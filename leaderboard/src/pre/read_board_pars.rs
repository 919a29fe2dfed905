use crate::core::poll_scheduler::{DEFAULT_INTERVAL_SECS, DEFAULT_MAX_BACKOFF_SECS};
use crate::pre::board_opts::BoardOpts;
use anyhow::Context;
use helpers::general::InputValueError;
use serde::Deserialize;
use std::fs::OpenOptions;
use std::path::{Path, PathBuf};
use std::time::Duration;

/// (s) Smallest refresh interval accepted, the timing vendors throttle anything faster.
pub const MIN_REFRESH_SEC: u64 = 5;

/// * `race_id` - Race to poll
/// * `refresh_sec` - (s) Refresh interval
/// * `roster_path` - JSON file with the rosters of all races
/// * `feed_dir` - Directory with one snapshot file per participant
/// * `max_backoff_sec` - (s) Upper bound of the refresh delay after roster failures
#[derive(Debug, Deserialize, Clone, PartialEq)]
pub struct BoardPars {
    pub race_id: String,
    #[serde(default = "default_refresh_sec")]
    pub refresh_sec: u64,
    pub roster_path: PathBuf,
    pub feed_dir: PathBuf,
    #[serde(default = "default_max_backoff_sec")]
    pub max_backoff_sec: u64,
}

fn default_refresh_sec() -> u64 {
    DEFAULT_INTERVAL_SECS
}

fn default_max_backoff_sec() -> u64 {
    DEFAULT_MAX_BACKOFF_SECS
}

impl BoardPars {
    /// apply_opts lets command line options override the parameter file.
    pub fn apply_opts(&mut self, opts: &BoardOpts) {
        if let Some(interval) = opts.interval {
            self.refresh_sec = interval;
        }
        if let Some(race) = &opts.race {
            self.race_id = race.to_owned();
        }
    }

    pub fn validate(&self) -> Result<(), InputValueError> {
        if self.race_id.trim().is_empty() {
            return Err(InputValueError::new("race_id", "must not be empty"));
        }
        if self.refresh_sec < MIN_REFRESH_SEC {
            return Err(InputValueError::new(
                "refresh_sec",
                &format!("must be at least {} seconds", MIN_REFRESH_SEC),
            ));
        }
        Ok(())
    }

    pub fn interval(&self) -> Duration {
        Duration::from_secs(self.refresh_sec)
    }

    pub fn max_backoff(&self) -> Duration {
        Duration::from_secs(self.max_backoff_sec)
    }

    /// Relative paths in the parameter file are taken relative to the file itself.
    fn resolve_paths(&mut self, base: &Path) {
        if self.roster_path.is_relative() {
            self.roster_path = base.join(&self.roster_path);
        }
        if self.feed_dir.is_relative() {
            self.feed_dir = base.join(&self.feed_dir);
        }
    }
}

/// read_board_pars reads the JSON parameter file and decodes it into the board parameters
/// struct.
pub fn read_board_pars(filepath: &Path) -> anyhow::Result<BoardPars> {
    let fh = OpenOptions::new()
        .read(true)
        .open(filepath)
        .context(format!("Failed to open parameter file {}!", filepath.display()))?;
    let mut pars: BoardPars = serde_json::from_reader(&fh)
        .context(format!("Failed to parse parameter file {}!", filepath.display()))?;

    if let Some(base) = filepath.parent() {
        pars.resolve_paths(base);
    }
    Ok(pars)
}

/// load_board_pars reads the parameter file named on the command line, applies the overrides
/// and validates the result.
pub fn load_board_pars(opts: &BoardOpts) -> anyhow::Result<BoardPars> {
    let mut pars = read_board_pars(&opts.parfile_path)?;
    pars.apply_opts(opts);
    pars.validate()
        .context(format!("Invalid parameters in {}!", opts.parfile_path.display()))?;
    Ok(pars)
}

---

● **WORK REQUEST**
Please copy out each line of the material that contains the string "Deserialize".

● **ANSWER TO THIS PROBLEM**
use serde::Deserialize;
#[derive(Debug, Deserialize, Clone, PartialEq)]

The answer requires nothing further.